- TASK PROMPT
Give back every entry below, exactly as written.

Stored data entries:
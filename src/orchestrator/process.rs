//! Proxy process control over a spawned child.
//!
//! The managed proxies take their configuration from a file; reload is a
//! stop/start cycle, which is what the upstream runtime supports.

use std::path::PathBuf;

use async_trait::async_trait;
use tokio::process::{Child, Command};
use tokio::sync::Mutex;

use crate::orchestrator::{EffectiveNodeConfig, ProxyHandle};

/// `ProxyHandle` implementation that spawns the proxy binary.
pub struct ProcessHandle {
    binary: PathBuf,
    config_path: PathBuf,
    child: Mutex<Option<Child>>,
}

impl ProcessHandle {
    /// `config_path` is where this node's effective configuration is
    /// written before each start.
    pub fn new(binary: impl Into<PathBuf>, config_path: impl Into<PathBuf>) -> Self {
        Self {
            binary: binary.into(),
            config_path: config_path.into(),
            child: Mutex::new(None),
        }
    }

    async fn write_config(&self, config: &EffectiveNodeConfig) -> std::io::Result<()> {
        let content = serde_json::to_vec_pretty(config)
            .map_err(|e| std::io::Error::other(format!("serialize node config: {e}")))?;
        tokio::fs::write(&self.config_path, content).await
    }
}

#[async_trait]
impl ProxyHandle for ProcessHandle {
    async fn start(&self, config: &EffectiveNodeConfig) -> std::io::Result<()> {
        let mut guard = self.child.lock().await;
        if let Some(child) = guard.as_mut() {
            if child.try_wait()?.is_none() {
                return Err(std::io::Error::other("process already running"));
            }
        }

        self.write_config(config).await?;
        let child = Command::new(&self.binary)
            .arg("server")
            .arg("-c")
            .arg(&self.config_path)
            .kill_on_drop(true)
            .spawn()?;
        tracing::info!(binary = %self.binary.display(), pid = child.id(), "proxy process started");
        *guard = Some(child);
        Ok(())
    }

    async fn stop(&self) -> std::io::Result<()> {
        let mut guard = self.child.lock().await;
        if let Some(mut child) = guard.take() {
            child.kill().await?;
            let status = child.wait().await?;
            tracing::info!(status = %status, "proxy process stopped");
        }
        Ok(())
    }

    async fn reload(&self, config: &EffectiveNodeConfig) -> std::io::Result<()> {
        self.stop().await?;
        self.start(config).await
    }

    async fn is_running(&self) -> bool {
        let mut guard = self.child.lock().await;
        match guard.as_mut() {
            Some(child) => matches!(child.try_wait(), Ok(None)),
            None => false,
        }
    }
}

- ANSWER SECTION
filename src/orchestrator/process.rs
//! Proxy process control over a spawned child.
//!
//! The managed proxies take their configuration from a file; reload is a
//! stop/start cycle, which is what the upstream runtime supports.

use std::path::PathBuf;

use async_trait::async_trait;
use tokio::process::{Child, Command};
use tokio::sync::Mutex;

use crate::orchestrator::{EffectiveNodeConfig, ProxyHandle};

/// `ProxyHandle` implementation that spawns the proxy binary.
pub struct ProcessHandle {
    binary: PathBuf,
    config_path: PathBuf,
    child: Mutex<Option<Child>>,
}

impl ProcessHandle {
    /// `config_path` is where this node's effective configuration is
    /// written before each start.
    pub fn new(binary: impl Into<PathBuf>, config_path: impl Into<PathBuf>) -> Self {
        Self {
            binary: binary.into(),
            config_path: config_path.into(),
            child: Mutex::new(None),
        }
    }

    async fn write_config(&self, config: &EffectiveNodeConfig) -> std::io::Result<()> {
        let content = serde_json::to_vec_pretty(config)
            .map_err(|e| std::io::Error::other(format!("serialize node config: {e}")))?;
        tokio::fs::write(&self.config_path, content).await
    }
}

#[async_trait]
impl ProxyHandle for ProcessHandle {
    async fn start(&self, config: &EffectiveNodeConfig) -> std::io::Result<()> {
        let mut guard = self.child.lock().await;
        if let Some(child) = guard.as_mut() {
            if child.try_wait()?.is_none() {
                return Err(std::io::Error::other("process already running"));
            }
        }

        self.write_config(config).await?;
        let child = Command::new(&self.binary)
            .arg("server")
            .arg("-c")
            .arg(&self.config_path)
            .kill_on_drop(true)
            .spawn()?;
        tracing::info!(binary = %self.binary.display(), pid = child.id(), "proxy process started");
        *guard = Some(child);
        Ok(())
    }

    async fn stop(&self) -> std::io::Result<()> {
        let mut guard = self.child.lock().await;
        if let Some(mut child) = guard.take() {
            child.kill().await?;
            let status = child.wait().await?;
            tracing::info!(status = %status, "proxy process stopped");
        }
        Ok(())
    }

    async fn reload(&self, config: &EffectiveNodeConfig) -> std::io::Result<()> {
        self.stop().await?;
        self.start(config).await
    }

    async fn is_running(&self) -> bool {
        let mut guard = self.child.lock().await;
        match guard.as_mut() {
            Some(child) => matches!(child.try_wait(), Ok(None)),
            None => false,
        }
    }
}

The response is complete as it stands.